Frist: Wie gesund ist die philippinische Filmindustrie derzeit?

Lana: Oh, es ist im Moment ein Kampf, besonders jetzt, wo wir die Pandemie hinter uns haben. Es ist wirklich traurig, dass das Publikum nicht in die Kinos zurückgekehrt ist, um philippinische Filme anzusehen. Wir haben Hollywood-Blockbuster, die in unseren Kinos Geld verdienen, aber die letzten lokalen Filme, die Geld einbrachten, wurden letzten Dezember beim Metro Manila Film Festival gezeigt, und das Festival hat nur acht Sendeplätze für philippinische Filme. Ich denke, es ist wirklich an der Zeit, dass unsere Regierung eingreift, um nicht nur die Menschen zurück in die Kinos zu locken, sondern auch den Zuschauern beizubringen, philippinische Filme zu schätzen. Schließlich handelt es sich hier um eine Branche, die die Beschäftigung ankurbeln kann. Deshalb haben wir in letzter Zeit viele Diskussionen darüber geführt, was wir tun können.

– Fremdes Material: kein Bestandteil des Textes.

use std::path::{Path, PathBuf};

use serde::Serialize;

use crate::source::ResolvedSource;

/// One named fragment shader in the catalog.
///
/// The title doubles as the example's identity. `source_ref` is the reference
/// the source was resolved from (a bundled name or a file path) and `backing`
/// is where edits get written back, when one is known.
#[derive(Debug, Clone, PartialEq, Eq, Serialize)]
pub struct Example {
    title: String,
    source_ref: String,
    backing: Option<PathBuf>,
    source: String,
    compile_error: Option<String>,
}

impl Example {
    pub fn new(title: impl Into<String>, source_ref: impl Into<String>) -> Self {
        Self {
            title: title.into(),
            source_ref: source_ref.into(),
            backing: None,
            source: String::new(),
            compile_error: None,
        }
    }

    /// Builds an example whose source has already been resolved.
    pub fn from_resolved(title: impl Into<String>, resolved: ResolvedSource) -> Self {
        Self {
            title: title.into(),
            source_ref: resolved.reference,
            backing: resolved.backing,
            source: resolved.text,
            compile_error: None,
        }
    }

    pub fn with_source(mut self, source: impl Into<String>) -> Self {
        self.source = source.into();
        self
    }

    pub fn with_backing(mut self, path: impl Into<PathBuf>) -> Self {
        self.backing = Some(path.into());
        self
    }

    pub fn title(&self) -> &str {
        &self.title
    }

    pub fn source_ref(&self) -> &str {
        &self.source_ref
    }

    pub fn backing(&self) -> Option<&Path> {
        self.backing.as_deref()
    }

    pub fn source(&self) -> &str {
        &self.source
    }

    pub fn compile_error(&self) -> Option<&str> {
        self.compile_error.as_deref()
    }

    pub(crate) fn set_source(&mut self, source: String) {
        self.source = source;
        self.compile_error = None;
    }

    pub(crate) fn set_compile_error(&mut self, message: String) {
        self.compile_error = Some(message);
    }
}

/// Named, insertion-ordered group of examples.
#[derive(Debug, Clone, PartialEq, Eq, Serialize)]
pub struct Section {
    title: String,
    examples: Vec<Example>,
}

impl Section {
    pub fn new(title: impl Into<String>) -> Self {
        Self {
            title: title.into(),
            examples: Vec::new(),
        }
    }

    pub fn title(&self) -> &str {
        &self.title
    }

    pub fn examples(&self) -> &[Example] {
        &self.examples
    }

    pub fn is_empty(&self) -> bool {
        self.examples.is_empty()
    }

    pub(crate) fn push(&mut self, example: Example) {
        self.examples.push(example);
    }

    pub(crate) fn position(&self, title: &str) -> Option<usize> {
        self.examples
            .iter()
            .position(|example| example.title == title)
    }

    pub(crate) fn remove(&mut self, index: usize) -> Example {
        self.examples.remove(index)
    }

    pub(crate) fn example_mut(&mut self, index: usize) -> &mut Example {
        &mut self.examples[index]
    }
}
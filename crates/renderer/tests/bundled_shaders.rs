use catalog::bundled_shaders;
use renderer::compile_fragment;

#[test]
fn every_bundled_shader_compiles() {
    for shader in bundled_shaders() {
        if let Err(err) = compile_fragment(shader.source) {
            panic!("{} failed to compile:\n{err}", shader.name);
        }
    }
}

#[test]
fn diagnostics_point_at_user_lines() {
    let source = "void main() {\n    gl_FragColor = vec4(1.0);\n    undefined_call();\n}\n";
    let message = compile_fragment(source).unwrap_err().to_string();
    assert!(message.contains("undefined_call"), "unexpected diagnostic: {message}");
    assert!(message.contains("glsl:3:5"), "diagnostic not on user line 3: {message}");
}

#[test]
fn diagnostics_count_blanked_header_lines() {
    let source = "#version 100\nprecision mediump float;\nuniform float u_time;\n\nvoid main() {\n    gl_FragColor = vec4(missing_value);\n}\n";
    let message = compile_fragment(source).unwrap_err().to_string();
    assert!(message.contains("missing_value"), "unexpected diagnostic: {message}");
    assert!(message.contains("glsl:6:"), "diagnostic not on user line 6: {message}");
}
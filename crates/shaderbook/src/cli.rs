use std::path::PathBuf;

use clap::{Parser, Subcommand};

#[derive(Parser, Debug)]
#[command(
    name = "shaderbook",
    author,
    version,
    about = "Live fragment shader playground",
    arg_required_else_help = false
)]
pub struct Cli {
    #[command(flatten)]
    pub run: RunArgs,
    #[command(subcommand)]
    pub command: Option<Command>,
}

#[derive(Parser, Debug, Default, Clone)]
pub struct RunArgs {
    /// Example to open; defaults to the last one used, then the first in the catalog.
    #[arg(long, value_name = "TITLE")]
    pub example: Option<String>,

    /// Preview window size (e.g. `1280x720`).
    #[arg(long, value_name = "WIDTHxHEIGHT", value_parser = parse_size_arg)]
    pub size: Option<(u32, u32)>,

    /// Optional FPS cap for the preview (0=uncapped).
    #[arg(long, value_name = "FPS")]
    pub fps: Option<f32>,

    /// Build shaders on the frame thread instead of a worker thread.
    #[arg(long)]
    pub inline_compile: bool,

    /// Print every compile outcome to stdout as one JSON object per line.
    #[arg(long)]
    pub json_events: bool,
}

#[derive(Subcommand, Debug)]
pub enum Command {
    /// Open the preview window (the default when no subcommand is given).
    Run(RunArgs),
    /// Print every section and example in the catalog.
    List(ListArgs),
    /// Compile an example without opening a window and report the result.
    Check {
        #[arg(value_name = "TITLE")]
        title: String,
    },
    /// Add a shader file to the catalog, creating it when missing.
    Add {
        /// Section to add the example to; created when missing.
        #[arg(long, value_name = "SECTION", default_value = "My Shaders")]
        section: String,
        #[arg(value_name = "FILE")]
        file: PathBuf,
    },
    /// Remove an example from the catalog.
    Remove {
        #[arg(value_name = "TITLE")]
        title: String,
    },
    /// Print resolved directories for config, data, cache, and state.
    Where,
}

#[derive(Parser, Debug, Default)]
pub struct ListArgs {
    /// Emit the catalog as JSON.
    #[arg(long)]
    pub json: bool,
}

pub fn parse() -> Cli {
    Cli::parse()
}

fn parse_size_arg(value: &str) -> Result<(u32, u32), String> {
    shaderconfig::parse_size(value)
}
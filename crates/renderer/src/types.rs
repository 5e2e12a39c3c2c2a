use crate::pipeline::BuildStrategy;

/// GPU power preference requested by the caller.
#[derive(Debug, Clone, Copy, PartialEq, Eq, Default)]
pub enum GpuPowerPreference {
    #[default]
    Low,
    High,
}

/// Immutable configuration passed to the preview window at start-up.
#[derive(Debug, Clone)]
pub struct PreviewConfig {
    /// Window size in physical pixels.
    pub surface_size: (u32, u32),
    /// Optional FPS cap; `None` redraws as fast as the event loop allows.
    pub target_fps: Option<f32>,
    /// Whether shader builds block the frame or run on worker threads.
    pub build_strategy: BuildStrategy,
    pub gpu_power: GpuPowerPreference,
    pub title: String,
}

impl Default for PreviewConfig {
    fn default() -> Self {
        Self {
            surface_size: (800, 600),
            target_fps: Some(60.0),
            build_strategy: BuildStrategy::Threaded,
            gpu_power: GpuPowerPreference::default(),
            title: "shaderbook".to_string(),
        }
    }
}

/// What we learned about the selected adapter.
#[derive(Debug, Clone)]
pub struct AdapterProfile {
    pub name: String,
    pub backend: wgpu::Backend,
    pub device_type: wgpu::DeviceType,
}

impl AdapterProfile {
    pub fn from_wgpu(info: &wgpu::AdapterInfo) -> Self {
        Self {
            name: info.name.clone(),
            backend: info.backend,
            device_type: info.device_type,
        }
    }

    /// True for CPU rasterizers such as llvmpipe or WARP.
    pub fn is_software(&self) -> bool {
        matches!(self.device_type, wgpu::DeviceType::Cpu)
            || self.name.to_ascii_lowercase().contains("llvmpipe")
    }
}
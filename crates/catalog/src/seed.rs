//! Built-in catalog seed and the shader sources bundled into the binary.
use tracing::debug;

use crate::catalog::Catalog;
use crate::example::Example;
use crate::source::SourceResolver;

/// One section of the built-in seed: a title and `(example title, source ref)` pairs.
#[derive(Debug, Clone, Copy)]
pub struct SeedSection {
    pub title: &'static str,
    pub examples: &'static [(&'static str, &'static str)],
}

pub const BUILTIN_SEED: &[SeedSection] = &[
    SeedSection {
        title: "Hello World",
        examples: &[("Solid Color", "02-hello-world")],
    },
    SeedSection {
        title: "Uniforms",
        examples: &[
            ("Time", "03a-uniforms-time"),
            ("Fragment Coordinates", "03b-fragment-coord"),
        ],
    },
    SeedSection {
        title: "Shaping Functions",
        examples: &[
            ("Line", "05a-shape-line"),
            ("Quintic Curve", "05b-shape-quintic"),
            ("Step", "05c-shape-step"),
            ("Smoothstep", "05d-shape-smoothstep"),
        ],
    },
    SeedSection {
        title: "Colors",
        examples: &[("Mixing Colors", "06a-color-mix")],
    },
];

/// Shader source compiled into the binary.
#[derive(Debug, Clone, Copy, PartialEq, Eq)]
pub struct BundledShader {
    pub name: &'static str,
    pub source: &'static str,
}

macro_rules! bundled {
    ($($name:literal),+ $(,)?) => {
        &[$(BundledShader {
            name: $name,
            source: include_str!(concat!("../shaders/", $name, ".frag")),
        }),+]
    };
}

const BUNDLED: &[BundledShader] = bundled![
    "02-hello-world",
    "03a-uniforms-time",
    "03b-fragment-coord",
    "05a-shape-line",
    "05b-shape-quintic",
    "05c-shape-step",
    "05d-shape-smoothstep",
    "06a-color-mix",
];

pub fn bundled_shaders() -> &'static [BundledShader] {
    BUNDLED
}

pub fn bundled_shader(name: &str) -> Option<&'static BundledShader> {
    BUNDLED.iter().find(|shader| shader.name == name)
}

impl Catalog {
    /// Builds the startup catalog from [`BUILTIN_SEED`], resolving every
    /// example's source through `resolver`.
    pub fn seeded(resolver: &SourceResolver) -> Self {
        let mut catalog = Catalog::new();
        for section in BUILTIN_SEED {
            catalog.add_section(section.title);
            for (title, reference) in section.examples {
                let resolved = resolver.resolve(reference);
                debug!(
                    example = %title,
                    origin = ?resolved.origin,
                    "seeded example"
                );
                catalog.add_example(section.title, Example::from_resolved(*title, resolved));
            }
        }
        catalog
    }
}
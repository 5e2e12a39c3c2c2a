use std::env;
use std::path::{Path, PathBuf};

use anyhow::{anyhow, bail, Context, Result};
use directories_next::{BaseDirs, ProjectDirs};
use tracing::debug;

pub const ENV_CONFIG_DIR: &str = "SHADERBOOK_CONFIG_DIR";
pub const ENV_DATA_DIR: &str = "SHADERBOOK_DATA_DIR";
pub const ENV_CACHE_DIR: &str = "SHADERBOOK_CACHE_DIR";

const QUALIFIER: &str = "org";
const ORGANISATION: &str = "Shaderbook";
const APPLICATION: &str = "shaderbook";

#[derive(Debug, Clone)]
pub struct AppPaths {
    config_dir: PathBuf,
    data_dir: PathBuf,
    cache_dir: PathBuf,
}

impl AppPaths {
    pub fn discover() -> Result<Self> {
        let project_dirs = ProjectDirs::from(QUALIFIER, ORGANISATION, APPLICATION)
            .ok_or_else(|| anyhow!("failed to determine user directories"))?;

        Ok(Self {
            config_dir: resolve_dir(ENV_CONFIG_DIR, project_dirs.config_dir()),
            data_dir: resolve_dir(ENV_DATA_DIR, project_dirs.data_dir()),
            cache_dir: resolve_dir(ENV_CACHE_DIR, project_dirs.cache_dir()),
        })
    }

    pub fn config_dir(&self) -> &Path {
        &self.config_dir
    }

    pub fn data_dir(&self) -> &Path {
        &self.data_dir
    }

    pub fn cache_dir(&self) -> &Path {
        &self.cache_dir
    }

    pub fn config_file(&self) -> PathBuf {
        self.config_dir.join("config.toml")
    }

    pub fn state_file(&self) -> PathBuf {
        self.config_dir.join("state.toml")
    }

    /// Where the bundled lesson shaders are installed and edited.
    pub fn shader_dir(&self) -> PathBuf {
        self.data_dir.join("shaders")
    }
}

#[cfg(test)]
impl AppPaths {
    pub fn from_raw(config_dir: PathBuf, data_dir: PathBuf, cache_dir: PathBuf) -> Self {
        Self {
            config_dir,
            data_dir,
            cache_dir,
        }
    }
}

fn resolve_dir(env_var: &str, default: &Path) -> PathBuf {
    env_override(env_var).unwrap_or_else(|| default.to_path_buf())
}

fn env_override(name: &str) -> Option<PathBuf> {
    match env::var_os(name) {
        Some(value) if !value.is_empty() => Some(PathBuf::from(value)),
        _ => None,
    }
}

/// Expands `$VAR`, `${VAR}` and a leading `~` in a user-supplied path, then
/// anchors relative results at `cwd`.
pub fn expand_user_path(input: &str, cwd: &Path) -> Result<PathBuf> {
    let trimmed = input.trim();
    if trimmed.is_empty() {
        bail!("path must not be empty");
    }

    let expanded = PathBuf::from(expand_home(&expand_env_vars(trimmed)?)?);
    let path = if expanded.is_absolute() {
        expanded
    } else {
        cwd.join(expanded)
    };
    debug!(original = %input, expanded = %path.display(), "expanded shader path");
    Ok(path)
}

/// Same as [`expand_user_path`], relative to the process working directory.
pub fn expand_from_cwd(input: &str) -> Result<PathBuf> {
    let cwd = env::current_dir().context("failed to resolve current working directory")?;
    expand_user_path(input, &cwd)
}

fn expand_home(input: &str) -> Result<String> {
    if !input.starts_with('~') {
        return Ok(input.to_string());
    }

    let base_dirs = BaseDirs::new()
        .ok_or_else(|| anyhow!("unable to determine home directory for '~' expansion"))?;
    let home_dir = base_dirs.home_dir();

    if input == "~" {
        return Ok(home_dir.to_string_lossy().into_owned());
    }

    if let Some(rest) = input.strip_prefix("~/") {
        return Ok(home_dir.join(rest).to_string_lossy().into_owned());
    }

    bail!("user-specific home expansion ('{input}') is not supported")
}

fn expand_env_vars(input: &str) -> Result<String> {
    let mut output = String::with_capacity(input.len());
    let mut chars = input.chars().peekable();

    while let Some(ch) = chars.next() {
        if ch != '$' {
            output.push(ch);
            continue;
        }

        let name = match chars.peek() {
            Some('{') => {
                chars.next();
                let mut name = String::new();
                let mut closed = false;
                for c in chars.by_ref() {
                    if c == '}' {
                        closed = true;
                        break;
                    }
                    name.push(c);
                }
                if !closed {
                    bail!("missing closing '}}' in environment variable reference");
                }
                if name.is_empty() {
                    bail!("environment variable name must not be empty");
                }
                name
            }
            Some(&c) if is_env_name_char(c) => {
                let mut name = String::new();
                while let Some(&c) = chars.peek() {
                    if !is_env_name_char(c) {
                        break;
                    }
                    name.push(c);
                    chars.next();
                }
                name
            }
            _ => {
                output.push('$');
                continue;
            }
        };

        let value =
            env::var(&name).map_err(|_| anyhow!("environment variable '{name}' is not set"))?;
        output.push_str(&value);
    }

    Ok(output)
}

fn is_env_name_char(ch: char) -> bool {
    ch == '_' || ch.is_ascii_alphanumeric()
}

#[cfg(test)]
mod tests {
    use super::*;
    use std::ffi::OsString;
    use std::sync::{Mutex, OnceLock};
    use tempfile::TempDir;

    fn env_lock() -> &'static Mutex<()> {
        static ENV_LOCK: OnceLock<Mutex<()>> = OnceLock::new();
        ENV_LOCK.get_or_init(|| Mutex::new(()))
    }

    struct EnvGuard {
        key: &'static str,
        previous: Option<OsString>,
    }

    impl EnvGuard {
        fn set(key: &'static str, value: impl AsRef<std::ffi::OsStr>) -> Self {
            let previous = env::var_os(key);
            env::set_var(key, value);
            Self { key, previous }
        }

        fn clear(key: &'static str) -> Self {
            let previous = env::var_os(key);
            env::remove_var(key);
            Self { key, previous }
        }
    }

    impl Drop for EnvGuard {
        fn drop(&mut self) {
            if let Some(value) = self.previous.take() {
                env::set_var(self.key, value);
            } else {
                env::remove_var(self.key);
            }
        }
    }

    #[test]
    fn env_overrides_take_precedence() {
        let _guard = env_lock().lock().unwrap();
        let root = TempDir::new().unwrap();
        let config_dir = root.path().join("config");
        let data_dir = root.path().join("data");
        let cache_dir = root.path().join("cache");

        let _config_guard = EnvGuard::set(ENV_CONFIG_DIR, &config_dir);
        let _data_guard = EnvGuard::set(ENV_DATA_DIR, &data_dir);
        let _cache_guard = EnvGuard::set(ENV_CACHE_DIR, &cache_dir);

        let paths = AppPaths::discover().unwrap();

        assert_eq!(paths.config_dir(), config_dir.as_path());
        assert_eq!(paths.data_dir(), data_dir.as_path());
        assert_eq!(paths.cache_dir(), cache_dir.as_path());
        assert_eq!(paths.state_file(), config_dir.join("state.toml"));
        assert_eq!(paths.shader_dir(), data_dir.join("shaders"));
    }

    #[test]
    fn empty_override_falls_back_to_project_dirs() {
        let _guard = env_lock().lock().unwrap();
        let _config_guard = EnvGuard::set(ENV_CONFIG_DIR, "");
        let paths = AppPaths::discover().unwrap();
        assert!(!paths.config_dir().as_os_str().is_empty());
    }

    #[test]
    fn expands_environment_variables() {
        let _guard = env_lock().lock().unwrap();
        let _var = EnvGuard::set("SHADERBOOK_PATH_TEST", "sketches");
        let path = expand_user_path("/tmp/$SHADERBOOK_PATH_TEST/${SHADERBOOK_PATH_TEST}.frag", Path::new("/"))
            .unwrap();
        assert_eq!(path, PathBuf::from("/tmp/sketches/sketches.frag"));
    }

    #[test]
    fn missing_variable_is_an_error() {
        let _guard = env_lock().lock().unwrap();
        let _var = EnvGuard::clear("SHADERBOOK_UNSET_FOR_TEST");
        let err = expand_user_path("$SHADERBOOK_UNSET_FOR_TEST/a.frag", Path::new("/")).unwrap_err();
        assert!(err.to_string().contains("SHADERBOOK_UNSET_FOR_TEST"));
    }

    #[test]
    fn relative_paths_anchor_at_cwd() {
        let path = expand_user_path("waves.frag", Path::new("/work")).unwrap();
        assert_eq!(path, PathBuf::from("/work/waves.frag"));
    }

    #[test]
    fn expands_home_prefix() {
        let home = BaseDirs::new().unwrap().home_dir().to_path_buf();
        let path = expand_user_path("~/shaders/a.frag", Path::new("/")).unwrap();
        assert_eq!(path, home.join("shaders/a.frag"));
    }
}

Deadline: Woran arbeiten Sie als nächstes?

Lana: Ich habe gerade eine Mainstream-Komödie fertiggestellt Becky und Badette, eine weibliche Buddy-Komödie mit Pokwang und Eugene Domingo. Dann entwickeln wir über unser Unternehmen auch einige Projekte für Netflix und Amazon, sowohl Filme als auch Serien.